Nas capitais, espaços para praticar e fazer contatos

Além de jogar golfe, executivos usam locais para reuniões

O Estadao de S.Paulo

13 de outubro de 2007 | 00h00

Além de novos empreendimentos residenciais no interior do País, o golfe começa a ganhar mais espaço também nos centros urbanos. Em São Paulo, já existem pelo menos dez campos de treinamento do esporte, também chamados de "driving ranges", segundo a Federação Paulista de Golfe. Em 2000, eram apenas dois. Outras cidades, como Rio de Janeiro, Brasília e Porto Alegre, também criaram seus espaços para a prática do esporte.Ali, é possível praticar sem gastar horas - nem fortunas - numa mesma partida, fazer aulas particulares e até mesmo reuniões de negócios entre uma jogada e outra. No Onne Unigolf, empreendimento de R$ 5 milhões inaugurado há dois anos em São Paulo, o número de freqüentadores cresceu de 30% a 40% nos últimos 12 meses. Segundo a gerente Luciana Monteiro, chegam a passar 400 pessoas num único dia pelo espaço. São executivos - a maioria diretores e presidentes de empresas -, que vão ao local no final do dia praticar o esporte em um dos 27 boxes individuais. Para isso, pagam mensalidades de até R$ 540. Quem quiser dar suas tacadas "avulsas", porém, também tem vez. Por R$ 35, pode-se alugar um dos espaços por 45 minutos.O empresário Luiz Antônio Flecha de Lima, de 32 anos, começou há seis meses a fazer aulas semanais em um centro de treinamento, no fim do expediente.
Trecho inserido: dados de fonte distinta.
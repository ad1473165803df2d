//! Normalization of exclusion entries into the scanner's `glob(...)` syntax.

/// Wrap an exclusion entry as an explicit scanner glob.
///
/// Entries already written as `glob(...)` pass through trimmed but otherwise
/// unchanged. The prefix match is case-insensitive. Anything else is treated
/// as a literal path: `**` collapses to `*` and each remaining `*` is
/// escaped as `[*]`.
#[must_use]
pub fn normalize_exclusion(entry: &str) -> String {
    let trimmed = entry.trim();
    if is_explicit_glob(trimmed) {
        return trimmed.to_string();
    }
    format!("glob({})", trimmed.replace("**", "*").replace('*', "[*]"))
}

/// Normalize every entry, keeping order and duplicates.
#[must_use]
pub fn normalize_exclusions(entries: &[String]) -> Vec<String> {
    entries.iter().map(|e| normalize_exclusion(e)).collect()
}

fn is_explicit_glob(entry: &str) -> bool {
    entry
        .get(..5)
        .is_some_and(|prefix| prefix.eq_ignore_ascii_case("glob("))
        && entry.ends_with(')')
}
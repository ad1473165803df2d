//! Init command handler.
//!
//! Implements the `init` subcommand, which writes a config file without
//! running a scan.

use super::exit_codes;
use crate::config::{generate_config_file, ConfigOverrides, TypeSource};
use crate::scan::find_project_root;
use anyhow::Result;
use std::path::Path;

/// Run the init command
pub fn run_init(
    cwd: &Path,
    manifest: &str,
    overrides: &ConfigOverrides,
    types: &TypeSource,
) -> Result<i32> {
    let project_root = find_project_root(cwd, manifest)?;
    let path = generate_config_file(&project_root, overrides, types)?;
    println!("Created configuration file: {}", path.display());
    println!("Review it, then run `securethis scan`.");
    Ok(exit_codes::SUCCESS)
}

#[cfg(test)]
mod tests {
    use super::*;
    use crate::config::{load_config, CONFIG_FILE_NAME};
    use tempfile::TempDir;

    #[test]
    fn test_init_writes_at_project_root() {
        let tmp = TempDir::new().unwrap();
        std::fs::write(tmp.path().join("package.json"), "{}").unwrap();
        let nested = tmp.path().join("src");
        std::fs::create_dir(&nested).unwrap();

        let overrides = ConfigOverrides::none().output_dir_relative("reports");
        let code = run_init(&nested, "package.json", &overrides, &TypeSource::published()).unwrap();

        assert_eq!(code, exit_codes::SUCCESS);
        assert!(tmp.path().join(CONFIG_FILE_NAME).exists());
        let config = load_config(tmp.path(), &TypeSource::published()).unwrap();
        assert_eq!(config.output_dir_relative, "reports");
    }

    #[test]
    fn test_init_without_project_fails() {
        let tmp = TempDir::new().unwrap();
        let result = run_init(
            tmp.path(),
            "securethis-missing-manifest.json",
            &ConfigOverrides::none(),
            &TypeSource::published(),
        );
        assert!(result.is_err());
    }
}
Ele começou a jogar para poder acompanhar seus colegas, também empresários, em partidas nos finais de semana, no interior do Estado.Dono de uma empresa de consultoria em comércio exterior e relações governamentais, Flecha de Lima conta que, desde que começou a jogar, já conheceu vários empresários com quem pode fechar negócios. "É um esporte 100% de relacionamento", diz ele, que costuma gastar cerca de R$ 1,5 mil por mês nas despesas com o esporte. No Unigolf, que fica na região da Marginal do Pinheiros, próximo a vários centros empresariais, há também uma sala de reuniões com vista para o campo de golfe. Algumas companhias, como GM, Nextel, Braskem e Sky, têm contratos fixos para usar o espaço. "Aqui, os executivos ficam mais à vontade", diz Luciana.